Task description ->
Take the records below and retype them line by line, from the first line through the one containing "seen by post-hooks."; stop there.

Input material ->
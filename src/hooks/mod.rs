//! Hook pipeline: ordered pre/post interception around every tool call.
//!
//! Pre-hooks run in registration order and may block (short-circuiting the
//! rest of the pipeline and the tool) or substitute a transformed invocation
//! for everything downstream. Post-hooks are independent observers: each
//! failure is reported to the host diagnostic channel and never aborts the
//! others or changes the tool outcome.

pub mod authorization;
pub mod gatekeeper;
pub mod intent_update;
pub mod optimistic_lock;
pub mod scope_enforcement;
pub mod trace_writer;

use crate::core::session::{TaskSession, ToolInvocation};
use crate::host::HostEnv;
use std::sync::Arc;

/// Outcome of a single pre-hook.
#[derive(Debug, Clone, PartialEq)]
pub enum HookDecision {
    /// Continue to the next hook.
    Pass,
    /// Halt the pipeline; the payload flows back to the LLM.
    Block(String),
    /// Substitute a replacement invocation for subsequent hooks and the tool.
    Transform(ToolInvocation),
}

/// Result of the tool execution, as seen by post-hooks.
#[derive(Debug, Clone, PartialEq, Eq)]
pub struct ToolResult {
    pub success: bool,
    pub output: Option<String>,
}

impl ToolResult {
    #[must_use]
    pub fn ok() -> Self {
        Self {
            success: true,
            output: None,
        }
    }

    #[must_use]
    pub fn failed(output: impl Into<String>) -> Self {
        Self {
            success: false,
            output: Some(output.into()),
        }
    }
}

/// Outcome of the pre-phase as a whole.
#[derive(Debug, Clone, PartialEq)]
pub enum PreOutcome {
    /// All pre-hooks passed; run the tool with this (possibly transformed)
    /// invocation.
    Proceed(ToolInvocation),
    /// A hook blocked; the tool must not run.
    Blocked {
        hook_id: &'static str,
        payload: String,
    },
}

impl PreOutcome {
    /// True when the tool may run.
    #[must_use]
    pub fn is_proceed(&self) -> bool {
        matches!(self, Self::Proceed(_))
    }
}

/// A policy hook. Both phases default to no-ops so hooks implement only the
/// phase they participate in.
pub trait ToolHook: Send + Sync {
    /// Unique hook id; re-registering the same id replaces the prior hook.
    fn id(&self) -> &'static str;

    fn pre_execute(&self, _session: &TaskSession, _invocation: &ToolInvocation) -> HookDecision {
        HookDecision::Pass
    }

    fn post_execute(
        &self,
        _session: &TaskSession,
        _invocation: &ToolInvocation,
        _result: &ToolResult,
    ) -> Result<(), String> {
        Ok(())
    }
}

/// Ordered composition of hooks around tool execution.
pub struct HookEngine {
    host: Arc<dyn HostEnv>,
    hooks: Vec<Box<dyn ToolHook>>,
}

impl HookEngine {
    /// Creates an empty engine.
    #[must_use]
    pub fn new(host: Arc<dyn HostEnv>) -> Self {
        Self {
            host,
            hooks: Vec::new(),
        }
    }

    /// Creates the canonical pipeline: Gatekeeper, OptimisticLock,
    /// ScopeEnforcement, Authorization (pre); IntentUpdate, TraceWriter
    /// (post). Cheap in-memory checks first, filesystem checks next, the
    /// blocking approval dialog last; provenance is recorded only after
    /// state transitions settle.
    #[must_use]
    pub fn standard(host: Arc<dyn HostEnv>) -> Self {
        let mut engine = Self::new(Arc::clone(&host));
        engine.register(Box::new(gatekeeper::GatekeeperHook::new()));
        engine.register(Box::new(optimistic_lock::OptimisticLockHook::new(
            Arc::clone(&host),
        )));
        engine.register(Box::new(scope_enforcement::ScopeEnforcementHook::new(
            Arc::clone(&host),
        )));
        engine.register(Box::new(authorization::AuthorizationHook::new(Arc::clone(
            &host,
        ))));
        engine.register(Box::new(intent_update::IntentUpdateHook::new(Arc::clone(
            &host,
        ))));
        engine.register(Box::new(trace_writer::TraceWriterHook::new(host)));
        engine
    }

    /// Registers a hook, replacing any prior hook with the same id in place.
    pub fn register(&mut self, hook: Box<dyn ToolHook>) {
        if let Some(slot) = self.hooks.iter_mut().find(|h| h.id() == hook.id()) {
            *slot = hook;
        } else {
            self.hooks.push(hook);
        }
    }

    /// Registered hook ids, in pipeline order.
    #[must_use]
    pub fn hook_ids(&self) -> Vec<&'static str> {
        self.hooks.iter().map(|h| h.id()).collect()
    }

    /// Runs the pre-phase. Iteration halts at the first block; a transform
    /// substitutes the invocation seen by subsequent hooks and the tool.
    #[must_use]
    pub fn run_pre(&self, session: &TaskSession, invocation: ToolInvocation) -> PreOutcome {
        let mut current = invocation;
        for hook in &self.hooks {
            match hook.pre_execute(session, &current) {
                HookDecision::Pass => {}
                HookDecision::Block(payload) => {
                    return PreOutcome::Blocked {
                        hook_id: hook.id(),
                        payload,
                    };
                }
                HookDecision::Transform(replacement) => current = replacement,
            }
        }
        PreOutcome::Proceed(current)
    }

    /// Runs the post-phase. Every hook's post handler runs; failures go to
    /// the host diagnostic channel and never propagate.
    pub fn run_post(
        &self,
        session: &TaskSession,
        invocation: &ToolInvocation,
        result: &ToolResult,
    ) {
        for hook in &self.hooks {
            if let Err(message) = hook.post_execute(session, invocation, result) {
                self.host
                    .diag(&format!("post hook '{}' failed: {message}", hook.id()));
            }
        }
    }
}

#[cfg(test)]
mod tests {
    use super::*;
    use crate::core::session::ModelDescriptor;
    use crate::host::NativeHost;
    use std::sync::atomic::{AtomicUsize, Ordering};
    use std::sync::Mutex;

    fn session() -> TaskSession {
        TaskSession::new("task-1", ModelDescriptor::ai_agent("claude-sonnet-4"))
    }

    fn host() -> Arc<dyn HostEnv> {
        Arc::new(NativeHost::new("/tmp/warden-engine-tests"))
    }

    struct RecordingHook {
        hook_id: &'static str,
        decision: HookDecision,
        calls: Arc<AtomicUsize>,
    }

    impl ToolHook for RecordingHook {
        fn id(&self) -> &'static str {
            self.hook_id
        }

        fn pre_execute(&self, _: &TaskSession, _: &ToolInvocation) -> HookDecision {
            self.calls.fetch_add(1, Ordering::SeqCst);
            self.decision.clone()
        }
    }

    #[test]
    fn pre_hooks_run_in_registration_order_until_block() {
        let first = Arc::new(AtomicUsize::new(0));
        let second = Arc::new(AtomicUsize::new(0));
        let third = Arc::new(AtomicUsize::new(0));

        let mut engine = HookEngine::new(host());
        engine.register(Box::new(RecordingHook {
            hook_id: "first",
            decision: HookDecision::Pass,
            calls: Arc::clone(&first),
        }));
        engine.register(Box::new(RecordingHook {
            hook_id: "second",
            decision: HookDecision::Block("denied".to_string()),
            calls: Arc::clone(&second),
        }));
        engine.register(Box::new(RecordingHook {
            hook_id: "third",
            decision: HookDecision::Pass,
            calls: Arc::clone(&third),
        }));

        let outcome = engine.run_pre(&session(), ToolInvocation::new("write_to_file"));

        assert_eq!(
            outcome,
            PreOutcome::Blocked {
                hook_id: "second",
                payload: "denied".to_string()
            }
        );
        assert_eq!(first.load(Ordering::SeqCst), 1);
        assert_eq!(second.load(Ordering::SeqCst), 1);
        assert_eq!(third.load(Ordering::SeqCst), 0, "blocked hooks must not run");
    }

    struct TransformHook;

    impl ToolHook for TransformHook {
        fn id(&self) -> &'static str {
            "transform"
        }

        fn pre_execute(&self, _: &TaskSession, invocation: &ToolInvocation) -> HookDecision {
            let replacement = invocation.clone().with_param("sanitized", true);
            HookDecision::Transform(replacement)
        }
    }

    struct AssertsTransformed {
        saw_sanitized: Arc<AtomicUsize>,
    }

    impl ToolHook for AssertsTransformed {
        fn id(&self) -> &'static str {
            "asserts-transformed"
        }

        fn pre_execute(&self, _: &TaskSession, invocation: &ToolInvocation) -> HookDecision {
            if invocation.params.contains_key("sanitized") {
                self.saw_sanitized.fetch_add(1, Ordering::SeqCst);
            }
            HookDecision::Pass
        }
    }

    #[test]
    fn transform_substitutes_invocation_for_downstream_hooks_and_tool() {
        let saw = Arc::new(AtomicUsize::new(0));
        let mut engine = HookEngine::new(host());
        engine.register(Box::new(TransformHook));
        engine.register(Box::new(AssertsTransformed {
            saw_sanitized: Arc::clone(&saw),
        }));

        let outcome = engine.run_pre(&session(), ToolInvocation::new("write_to_file"));

        assert_eq!(saw.load(Ordering::SeqCst), 1);
        match outcome {
            PreOutcome::Proceed(inv) => assert!(inv.params.contains_key("sanitized")),
            PreOutcome::Blocked { .. } => panic!("expected proceed"),
        }
    }

    #[test]
    fn register_replaces_hook_with_same_id_in_place() {
        let old_calls = Arc::new(AtomicUsize::new(0));
        let new_calls = Arc::new(AtomicUsize::new(0));

        let mut engine = HookEngine::new(host());
        engine.register(Box::new(RecordingHook {
            hook_id: "lock",
            decision: HookDecision::Block("old".to_string()),
            calls: Arc::clone(&old_calls),
        }));
        engine.register(Box::new(RecordingHook {
            hook_id: "tail",
            decision: HookDecision::Pass,
            calls: Arc::new(AtomicUsize::new(0)),
        }));
        engine.register(Box::new(RecordingHook {
            hook_id: "lock",
            decision: HookDecision::Pass,
            calls: Arc::clone(&new_calls),
        }));

        assert_eq!(engine.hook_ids(), vec!["lock", "tail"]);
        let outcome = engine.run_pre(&session(), ToolInvocation::new("edit"));
        assert!(outcome.is_proceed());
        assert_eq!(old_calls.load(Ordering::SeqCst), 0);
        assert_eq!(new_calls.load(Ordering::SeqCst), 1);
    }

    struct FailingPostHook {
        hook_id: &'static str,
        ran: Arc<Mutex<Vec<&'static str>>>,
    }

    impl ToolHook for FailingPostHook {
        fn id(&self) -> &'static str {
            self.hook_id
        }

        fn post_execute(
            &self,
            _: &TaskSession,
            _: &ToolInvocation,
            _: &ToolResult,
        ) -> Result<(), String> {
            self.ran.lock().unwrap().push(self.hook_id);
            Err(format!("{} exploded", self.hook_id))
        }
    }

    #[test]
    fn post_hook_failures_do_not_abort_the_others() {
        let ran = Arc::new(Mutex::new(Vec::new()));
        let mut engine = HookEngine::new(host());
        engine.register(Box::new(FailingPostHook {
            hook_id: "post-a",
            ran: Arc::clone(&ran),
        }));
        engine.register(Box::new(FailingPostHook {
            hook_id: "post-b",
            ran: Arc::clone(&ran),
        }));

        engine.run_post(
            &session(),
            &ToolInvocation::new("write_to_file"),
            &ToolResult::ok(),
        );

        assert_eq!(*ran.lock().unwrap(), vec!["post-a", "post-b"]);
    }

    #[test]
    fn standard_pipeline_order() {
        let engine = HookEngine::standard(host());
        assert_eq!(
            engine.hook_ids(),
            vec![
                "gatekeeper",
                "optimistic-lock",
                "scope-enforcement",
                "authorization",
                "intent-update",
                "trace-writer",
            ]
        );
    }
}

Output of the exercise ->
filename src/hooks/mod.rs
//! Hook pipeline: ordered pre/post interception around every tool call.
//!
//! Pre-hooks run in registration order and may block (short-circuiting the
//! rest of the pipeline and the tool) or substitute a transformed invocation
//! for everything downstream. Post-hooks are independent observers: each
//! failure is reported to the host diagnostic channel and never aborts the
//! others or changes the tool outcome.

pub mod authorization;
pub mod gatekeeper;
pub mod intent_update;
pub mod optimistic_lock;
pub mod scope_enforcement;
pub mod trace_writer;

use crate::core::session::{TaskSession, ToolInvocation};
use crate::host::HostEnv;
use std::sync::Arc;

/// Outcome of a single pre-hook.
#[derive(Debug, Clone, PartialEq)]
pub enum HookDecision {
    /// Continue to the next hook.
    Pass,
    /// Halt the pipeline; the payload flows back to the LLM.
    Block(String),
    /// Substitute a replacement invocation for subsequent hooks and the tool.
    Transform(ToolInvocation),
}

/// Result of the tool execution, as seen by post-hooks.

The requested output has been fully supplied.